Solar found itself in the spotlight once again this past week, this time as the result of a mention during the first U.S. presidential debate. The Clinton-Trump clash on clean energy, SunPower’s accusation that SolarCity stole its technology and a new fully integrated off-grid solar array are the eye-catching headlines we’re discussing from this week’s Solar Energy News report.
Trump Attacks Solar Industry in First Debate, Clinton Committed to Clean Energy
The first presidential debate of the election season was an eventful one that kept fact checkers busy sorting through the bombardment of claims and attacks by real estate entrepreneur Donald Trump. One point that did not require fact checking: each candidate’s opinion on solar energy, which was a brief focus topic of the debate.

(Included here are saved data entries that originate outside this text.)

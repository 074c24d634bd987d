use super::*;

fn item(id: u32, name: &str, quantity: u32, dims: (f64, f64, f64), weight_kg: f64) -> ItemRequest {
    ItemRequest {
        item_id: id,
        name: name.to_string(),
        quantity,
        width_cm: dims.0,
        height_cm: dims.1,
        depth_cm: dims.2,
        weight_kg,
    }
}

fn request(container_type: &str, items: Vec<ItemRequest>) -> PackingRequest {
    PackingRequest {
        container_type: container_type.to_string(),
        items,
    }
}

fn calculate(container_type: &str, items: Vec<ItemRequest>) -> PackingResult {
    Packer::new(request(container_type, items))
        .unwrap()
        .calculate()
        .unwrap()
}

#[test]
fn twenty_foot_single_item_bounded_by_volume() {
    // 100 x 50 x 50 against 589 x 239 x 233: the best of the six
    // permutations is H x W x D (50 x 100 x 50) with 11 * 2 = 22 units per
    // layer and 4 layers.
    let result = calculate("20ft", vec![item(1, "crate", 100, (100.0, 50.0, 50.0), 20.0)]);

    assert!(result.success);
    assert_eq!(result.items.len(), 1);

    let row = &result.items[0];
    assert_eq!(row.orientation, "50 x 100 x 50 cm");
    assert_eq!(row.units_per_layer, 22);
    assert_eq!(row.layers, 4);
    assert_eq!(row.max_fit_by_volume, 88);
    assert_eq!(row.max_fit_by_weight, 1270);
    assert_eq!(row.fitted, 88);
    assert_eq!(row.unfitted, 12);
    assert_eq!(row.fitted_weight_kg, 1760.0);
    assert_eq!(row.fitted_volume_cbm, 22.0);

    assert_eq!(result.total_requested, 100);
    assert_eq!(result.total_fitted, 88);
    assert_eq!(result.total_unfitted, 12);
}

#[test]
fn orientation_tie_break_is_deterministic() {
    // A cube scores identically in all six permutations; the first
    // permutation in the fixed enumeration order must win every run.
    let items = vec![item(1, "cube", 10, (100.0, 100.0, 100.0), 5.0)];

    let first = calculate("20ft", items.clone());
    let second = calculate("20ft", items);

    assert_eq!(first.items[0].orientation, "100 x 100 x 100 cm");
    assert_eq!(first.items[0].orientation, second.items[0].orientation);
    assert_eq!(first.items[0].units_per_layer, 10);
    assert_eq!(first.items[0].layers, 2);
    assert_eq!(first.items[0].max_fit_by_volume, 20);
}

#[test]
fn oversized_item_yields_zero_fit_and_warning() {
    // 1300 cm exceeds 1219 on the widest axis; the two 250 cm sides exceed
    // 259 and 244 whenever 1300 is assigned elsewhere.
    let result = calculate("40ft", vec![item(7, "girder", 5, (1300.0, 250.0, 250.0), 900.0)]);

    assert!(result.success);

    let row = &result.items[0];
    assert_eq!(row.fitted, 0);
    assert_eq!(row.unfitted, 5);
    assert_eq!(row.max_fit_by_volume, 0);
    assert_eq!(row.max_fit_by_weight, 0);
    assert_eq!(row.orientation, "1300 x 250 x 250 cm");

    assert!(result
        .warnings
        .iter()
        .any(|w| w.contains("girder") && w.contains("does not fit")));
    assert!(result
        .warnings
        .iter()
        .any(|w| w.contains("5 items could not fit")));

    // Excluded from capacity accounting entirely.
    assert_eq!(result.utilization.used_cbm, 0.0);
    assert_eq!(result.utilization.used_weight_kg, 0.0);
}

#[test]
fn second_item_starved_of_weight() {
    // Two 1 CBM, 1000 kg item types. The first claims 20 of the 25.4 t
    // budget; the second is left with floor(5400 / 1000) = 5 units even
    // though its volume fit alone would allow 20.
    let result = calculate(
        "20ft",
        vec![
            item(1, "machine-a", 20, (100.0, 100.0, 100.0), 1000.0),
            item(2, "machine-b", 20, (100.0, 100.0, 100.0), 1000.0),
        ],
    );

    assert_eq!(result.items[0].fitted, 20);
    assert_eq!(result.items[0].unfitted, 0);

    assert_eq!(result.items[1].max_fit_by_volume, 20);
    assert_eq!(result.items[1].max_fit_by_weight, 5);
    assert_eq!(result.items[1].fitted, 5);
    assert_eq!(result.items[1].unfitted, 15);

    // 25,000 of 25,400 kg consumed.
    assert!(result
        .warnings
        .iter()
        .any(|w| w.contains("near weight capacity")));
    assert!(!result
        .warnings
        .iter()
        .any(|w| w.contains("near volume capacity")));
}

#[test]
fn allocation_order_decides_who_is_starved() {
    let forward = calculate(
        "20ft",
        vec![
            item(1, "machine-a", 20, (100.0, 100.0, 100.0), 1000.0),
            item(2, "machine-b", 20, (100.0, 100.0, 100.0), 1000.0),
        ],
    );
    let swapped = calculate(
        "20ft",
        vec![
            item(2, "machine-b", 20, (100.0, 100.0, 100.0), 1000.0),
            item(1, "machine-a", 20, (100.0, 100.0, 100.0), 1000.0),
        ],
    );

    assert_eq!(forward.items[0].item_id, 1);
    assert_eq!(forward.items[0].fitted, 20);
    assert_eq!(forward.items[1].fitted, 5);

    assert_eq!(swapped.items[0].item_id, 2);
    assert_eq!(swapped.items[0].fitted, 20);
    assert_eq!(swapped.items[1].fitted, 5);
}

#[test]
fn second_item_starved_of_volume() {
    // Light items, so weight never binds. The first type consumes 22 CBM;
    // the second is capped at floor(10.8 / 1.0) = 10 units by the volume
    // remaining, below its geometric fit of 20.
    let result = calculate(
        "20ft",
        vec![
            item(1, "carton", 200, (50.0, 50.0, 50.0), 1.0),
            item(2, "chest", 20, (100.0, 100.0, 100.0), 1.0),
        ],
    );

    assert_eq!(result.items[0].fitted, 176);
    assert_eq!(result.items[1].max_fit_by_volume, 20);
    assert_eq!(result.items[1].fitted, 10);
    assert_eq!(result.items[1].unfitted, 10);

    let used: f64 = result.items.iter().map(|r| r.fitted_volume_cbm).sum();
    assert!(used <= result.utilization.container_cbm + 1e-6);
}

#[test]
fn weight_never_oversubscribed() {
    let result = calculate(
        "20ft",
        vec![
            item(1, "slab-a", 50, (100.0, 100.0, 50.0), 700.0),
            item(2, "slab-b", 50, (100.0, 100.0, 50.0), 700.0),
            item(3, "slab-c", 50, (100.0, 100.0, 50.0), 700.0),
        ],
    );

    let consumed: f64 = result.items.iter().map(|r| r.fitted_weight_kg).sum();
    assert!(consumed <= 25_400.0);

    for row in &result.items {
        assert!(row.fitted <= row.requested);
        assert_eq!(u64::from(row.fitted) + u64::from(row.unfitted), u64::from(row.requested));
    }
}

#[test]
fn near_volume_capacity_warning_without_weight_warning() {
    // 117 x 119 x 116 packs 5 * 2 * 2 = 20 units of 1.615 CBM each:
    // 32.3 of 32.8 CBM is above the 95% threshold while 200 kg of
    // payload stays far below it.
    let result = calculate("20ft", vec![item(1, "pallet", 20, (117.0, 119.0, 116.0), 10.0)]);

    assert_eq!(result.items[0].fitted, 20);
    assert!(result
        .warnings
        .iter()
        .any(|w| w.contains("near volume capacity")));
    assert!(!result
        .warnings
        .iter()
        .any(|w| w.contains("near weight capacity")));
}

#[test]
fn zero_quantity_item_consumes_nothing() {
    let result = calculate(
        "20ft",
        vec![
            item(1, "sample", 0, (100.0, 50.0, 50.0), 20.0),
            item(2, "crate", 10, (100.0, 50.0, 50.0), 20.0),
        ],
    );

    assert_eq!(result.items[0].fitted, 0);
    assert_eq!(result.items[0].unfitted, 0);
    assert_eq!(result.items[1].fitted, 10);
    assert_eq!(result.total_unfitted, 0);
    assert!(result.warnings.is_empty());
}

#[test]
fn unknown_container_type_is_rejected() {
    let packer = Packer::new(request("10ft", vec![item(1, "crate", 1, (10.0, 10.0, 10.0), 1.0)]))
        .unwrap();

    assert!(matches!(
        packer.calculate(),
        Err(PackerError::UnknownContainerType(ref t)) if t == "10ft"
    ));
    assert!(matches!(
        packer.validate(),
        Err(PackerError::UnknownContainerType(_))
    ));
}

#[test]
fn constructor_rejects_malformed_items() {
    assert!(matches!(
        Packer::new(request("20ft", vec![])),
        Err(PackerError::InvalidInput(_))
    ));
    assert!(matches!(
        Packer::new(request("20ft", vec![item(1, "bad", 1, (-10.0, 10.0, 10.0), 1.0)])),
        Err(PackerError::InvalidInput(_))
    ));
    assert!(matches!(
        Packer::new(request("20ft", vec![item(1, "bad", 1, (10.0, 10.0, 10.0), 0.0)])),
        Err(PackerError::InvalidInput(_))
    ));
    assert!(matches!(
        Packer::new(request("20ft", vec![item(1, "bad", 1, (10.0, f64::NAN, 10.0), 1.0)])),
        Err(PackerError::InvalidInput(_))
    ));
}

#[test]
fn catalog_figures_are_exact() {
    let twenty = crate::catalog::lookup("20ft").unwrap();
    assert_eq!(twenty.width_cm, 589.0);
    assert_eq!(twenty.height_cm, 239.0);
    assert_eq!(twenty.depth_cm, 233.0);
    assert_eq!(twenty.volume_cbm, 32.8);
    assert_eq!(twenty.max_weight_kg, 25_400.0);

    let forty = crate::catalog::lookup("40ft").unwrap();
    assert_eq!(forty.width_cm, 1219.0);
    assert_eq!(forty.height_cm, 259.0);
    assert_eq!(forty.depth_cm, 244.0);
    assert_eq!(forty.volume_cbm, 77.0);
    assert_eq!(forty.max_weight_kg, 25_400.0);

    assert!(crate::catalog::lookup("10ft").is_none());
}

#[test]
fn validate_reports_totals_and_oversized_items() {
    let packer = Packer::new(request(
        "40ft",
        vec![
            item(1, "girder", 2, (1300.0, 250.0, 250.0), 900.0),
            item(2, "crate", 10, (100.0, 100.0, 100.0), 50.0),
        ],
    ))
    .unwrap();
    let validation = packer.validate().unwrap();

    assert!(!validation.valid);
    assert_eq!(validation.oversized_items.len(), 1);
    assert_eq!(validation.oversized_items[0].item_id, 1);
    assert_eq!(validation.oversized_items[0].dimensions, "1300 x 250 x 250 cm");

    // Totals include the oversized rows: 2 * 81.25 + 10 * 1.0 CBM.
    assert_eq!(validation.total_cbm, 172.5);
    assert_eq!(validation.total_weight_kg, 2300.0);
    assert!(validation
        .warnings
        .iter()
        .any(|w| w.contains("1 items are too large")));
    assert!(validation
        .warnings
        .iter()
        .any(|w| w.contains("exceeds container capacity")));
}

#[test]
fn validate_flags_capacity_excess() {
    let packer = Packer::new(request(
        "20ft",
        vec![item(1, "chest", 40, (100.0, 100.0, 100.0), 800.0)],
    ))
    .unwrap();
    let validation = packer.validate().unwrap();

    assert!(!validation.valid);
    assert_eq!(validation.total_cbm, 40.0);
    assert_eq!(validation.total_weight_kg, 32_000.0);
    assert!(validation
        .warnings
        .iter()
        .any(|w| w.contains("exceeds container capacity")));
    assert!(validation
        .warnings
        .iter()
        .any(|w| w.contains("exceeds limit")));
}

#[test]
fn validate_accepts_a_comfortable_load() {
    let packer = Packer::new(request(
        "20ft",
        vec![item(1, "crate", 10, (100.0, 50.0, 50.0), 20.0)],
    ))
    .unwrap();
    let validation = packer.validate().unwrap();

    assert!(validation.valid);
    assert!(validation.oversized_items.is_empty());
    assert!(validation.warnings.is_empty());
    assert_eq!(validation.total_cbm, 2.5);
    assert_eq!(validation.container_cbm, 32.8);
}

#[test]
fn request_decodes_from_wire_json() {
    let payload = r#"{
        "container_type": "20ft",
        "items": [
            {
                "item_id": 1,
                "name": "crate",
                "quantity": 100,
                "width_cm": 100.0,
                "height_cm": 50.0,
                "depth_cm": 50.0,
                "weight_kg": 20.0
            }
        ]
    }"#;

    let request: PackingRequest = serde_json::from_str(payload).unwrap();
    let result = Packer::new(request).unwrap().calculate().unwrap();

    assert_eq!(result.container_type, "20ft");
    assert_eq!(result.items[0].fitted, 88);
}
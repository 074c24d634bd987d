//! Static catalog of supported container types.

use serde::Serialize;

/// Interior dimensions and payload limit of one container type.
///
/// `volume_cbm` carries the published CBM figure for the container class
/// rather than a recomputed product of the axes.
#[derive(Debug, Clone, Copy, Serialize)]
pub struct ContainerSpec {
    pub container_type: &'static str,
    pub width_cm: f64,
    pub height_cm: f64,
    pub depth_cm: f64,
    pub volume_cbm: f64,
    pub max_weight_kg: f64,
}

/// Supported container types (internal dimensions in cm, weight in kg).
pub const CONTAINER_SPECS: [ContainerSpec; 2] = [
    ContainerSpec {
        container_type: "20ft",
        width_cm: 589.0,
        height_cm: 239.0,
        depth_cm: 233.0,
        volume_cbm: 32.8,
        max_weight_kg: 25_400.0,
    },
    ContainerSpec {
        container_type: "40ft",
        width_cm: 1219.0,
        height_cm: 259.0,
        depth_cm: 244.0,
        volume_cbm: 77.0,
        max_weight_kg: 25_400.0,
    },
];

/// Looks up a container spec by its catalog type, e.g. "20ft".
pub fn lookup(container_type: &str) -> Option<&'static ContainerSpec> {
    CONTAINER_SPECS
        .iter()
        .find(|spec| spec.container_type == container_type)
}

Clinton, a strong supporter of renewables, cited the solar industry as a part of her jobs plan, leading Trump to come down hard on solar, characterizing it as a failed industry that has taken cash out of the federal government’s pocket. Trump’s criticism appeared to reference late solar giant Solyndra, which went bankrupt in 2008. Media reaction to Trump’s solar critiques has been strong as it revealed the Republican candidate has spent little time reviewing the hockey stick growth of the solar industry in the past five years. Instead, Trump chose to cite a failed company from almost a decade ago as a way to invoke voter skepticism about government spending on renewables.
SolarCity Accused of Copying SunPower’s Technology
Tensions heated up between two of the biggest companies in solar this week after SunPower accused SolarCity of stealing its technology. SolarCity, an installer behemoth, and SunPower, a leading manufacturer, have entered a dispute over a low-cost solar shingle technology heralded by SunPower. At the center of the dispute: Cogenra, a panel manufacturing company that was nearly acquired by SolarCity and eventually acquired by SunPower. Representatives from Cogenra (and thus SunPower) are claiming that during the due diligence period of SolarCity’s proposed acquisition, the San Mateo installer giant tracked and copied Cogenra’s shingle technology, which is now owned by SunPower.
Though this lawsuit is not expected to generate a major cash settlement for SunPower, it comes at a bad time for SolarCity who is in the midst of a high stakes merger with Tesla Motors. Falling stock prices and a decline in bookings already made SolarCity a risk-heavy acquisition candidate. This latest litigation from SunPower will only create further concern from Tesla’s board.
Austin, Texas Receives Federal Solar Energy Reward
Austin is already widely considered a national leader in solar, so it was no surprise this week that Austin was awarded the SolarSmart gold designation from the U.S. Department of Energy. The federal award is meant to recognize outstanding pioneers of renewable energy, and the city of Austin certainly deserves credit for leading the way for the nation (and perhaps more importantly the state of Texas).
The solar success for Austin starts with its lead utility, Austin Energy, which may be the most renewable-friendly utility in the United States. With a long list of clean energy incentives ranging from electric vehicles to residential solar rebates, Austin is beyond ideal for installing solar panels. “As a community, we have put an emphasis on conservation and sustainable energy programs to ensure that we continue working toward achieving our emission reduction goals, said Jackie Sargent, general manager at Austin Energy. For anyone wondering where the U.S. solar industry should expect the cost of solar to hit record lows, look to Austin, Texas.
SunCulture Launches SolPad With Integrated Storage
Homeowners are increasingly considering incorporating batteries into their solar panel systems, and as a result, integrated solar storage solutions are becoming a focus for innovative solar manufacturers. That reality was clear this week when SunCulture Solar unveiled its SolPad product – a small-scale solar array that is fully integrated with battery backup and inverters.
One of the key perks of the SolPad is its in-depth performance monitoring software SolControl, which offers highly specific insights to its users. SolControl can go so far as to tell homeowners which of their appliances are being powered by their SolPads at any given time. SolPad can serve as a grid-connected or off-grid array, making it a strong candidate for areas of the developing world where off-grid energy solutions are desperately needed. SolPad is currently finalizing its manufacturing partners and expects to have its product on the market by the second half of 2017.